╔══

//! Explicit per-render context.
//!
//! Replaces ambient global lookup tables: everything a block renderer may consult beyond
//! its own block (other instances, option labels of sibling fields) is reachable only
//! through the [`RenderContext`] it is handed.

use std::collections::HashMap;

use serde_json::Value;

use crate::block::BlockKind;
use crate::cache::InstanceCache;
use crate::model::{Block, InstanceId, Schema};

/// Option labels keyed by `(block id, option value)`.
///
/// Built from each block's `props.options` list of `{value, label}` entries.
#[derive(Debug, Clone, Default)]
pub struct LabelIndex {
	labels: HashMap<(String, String), String>,
}

impl LabelIndex {
	/// Indexes the option labels of `blocks`.
	pub fn build(blocks: &[Block]) -> Self {
		let mut labels = HashMap::new();
		for block in blocks {
			let Some(Value::Array(options)) = block.props.get("options") else {
				continue;
			};
			for option in options {
				let (Some(value), Some(label)) = (option.get("value"), option.get("label").and_then(Value::as_str))
				else {
					continue;
				};
				labels.insert((block.id.clone(), option_key(value)), label.to_string());
			}
		}
		Self { labels }
	}

	/// Label of `value` in block `block_id`'s options.
	pub fn get(&self, block_id: &str, value: &Value) -> Option<&str> {
		self.labels
			.get(&(block_id.to_string(), option_key(value)))
			.map(String::as_str)
	}

	/// Number of indexed labels.
	pub fn len(&self) -> usize {
		self.labels.len()
	}

	/// Returns true when nothing was indexed.
	pub fn is_empty(&self) -> bool {
		self.labels.is_empty()
	}
}

fn option_key(value: &Value) -> String {
	match value {
		Value::String(s) => s.clone(),
		other => other.to_string(),
	}
}

/// What a block renderer may read.
#[derive(Debug)]
pub struct RenderContext<'a> {
	schema: &'a Schema,
	instances: &'a InstanceCache,
	blocks: Vec<Block>,
	labels: LabelIndex,
}

impl<'a> RenderContext<'a> {
	/// Builds a context for one render pass over `schema`.
	///
	/// Malformed `blocks` sections render as no blocks.
	pub fn new(schema: &'a Schema, instances: &'a InstanceCache) -> Self {
		let blocks = schema.blocks().unwrap_or_else(|e| {
			tracing::warn!(error = %e, "render.blocks_undecodable");
			Vec::new()
		});
		let labels = LabelIndex::build(&blocks);
		Self {
			schema,
			instances,
			blocks,
			labels,
		}
	}

	/// The schema being rendered.
	pub fn schema(&self) -> &Schema {
		self.schema
	}

	/// Decoded blocks in declaration order.
	pub fn blocks(&self) -> &[Block] {
		&self.blocks
	}

	/// Current value bound to `block`.
	pub fn value_of(&self, block: &Block) -> Option<&Value> {
		self.schema.get(&block.state_path()?)
	}

	/// Display label for `value` among block `block_id`'s options.
	pub fn label_for(&self, block_id: &str, value: &Value) -> Option<&str> {
		self.labels.get(block_id, value)
	}

	/// Blocks of the instance a component block references.
	///
	/// Reads `props.instance_id` (or `props.instanceId`) and serves the referenced schema
	/// from the instance cache; returns `None` for non-component blocks and uncached
	/// instances.
	pub fn resolve_component(&self, block: &Block) -> Option<Vec<Block>> {
		if block.kind.kind() != Some(BlockKind::Component) {
			return None;
		}
		let id = block
			.props
			.get("instance_id")
			.or_else(|| block.props.get("instanceId"))
			.and_then(Value::as_str)?;
		let schema = self.instances.get(&InstanceId::from(id))?;
		schema.blocks().ok()
	}
}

╚══

**TASK DIRECTIONS:** Look through the data above and return exactly the lines from the one that contains "self.labels.is_empty()" to the one that contains "the referenced schema", inclusive, with nothing else.

**EXERCISE OUTPUT:**
		self.labels.is_empty()
	}
}

fn option_key(value: &Value) -> String {
	match value {
		Value::String(s) => s.clone(),
		other => other.to_string(),
	}
}

/// What a block renderer may read.
#[derive(Debug)]
pub struct RenderContext<'a> {
	schema: &'a Schema,
	instances: &'a InstanceCache,
	blocks: Vec<Block>,
	labels: LabelIndex,
}

impl<'a> RenderContext<'a> {
	/// Builds a context for one render pass over `schema`.
	///
	/// Malformed `blocks` sections render as no blocks.
	pub fn new(schema: &'a Schema, instances: &'a InstanceCache) -> Self {
		let blocks = schema.blocks().unwrap_or_else(|e| {
			tracing::warn!(error = %e, "render.blocks_undecodable");
			Vec::new()
		});
		let labels = LabelIndex::build(&blocks);
		Self {
			schema,
			instances,
			blocks,
			labels,
		}
	}

	/// The schema being rendered.
	pub fn schema(&self) -> &Schema {
		self.schema
	}

	/// Decoded blocks in declaration order.
	pub fn blocks(&self) -> &[Block] {
		&self.blocks
	}

	/// Current value bound to `block`.
	pub fn value_of(&self, block: &Block) -> Option<&Value> {
		self.schema.get(&block.state_path()?)
	}

	/// Display label for `value` among block `block_id`'s options.
	pub fn label_for(&self, block_id: &str, value: &Value) -> Option<&str> {
		self.labels.get(block_id, value)
	}

	/// Blocks of the instance a component block references.
	///
	/// Reads `props.instance_id` (or `props.instanceId`) and serves the referenced schema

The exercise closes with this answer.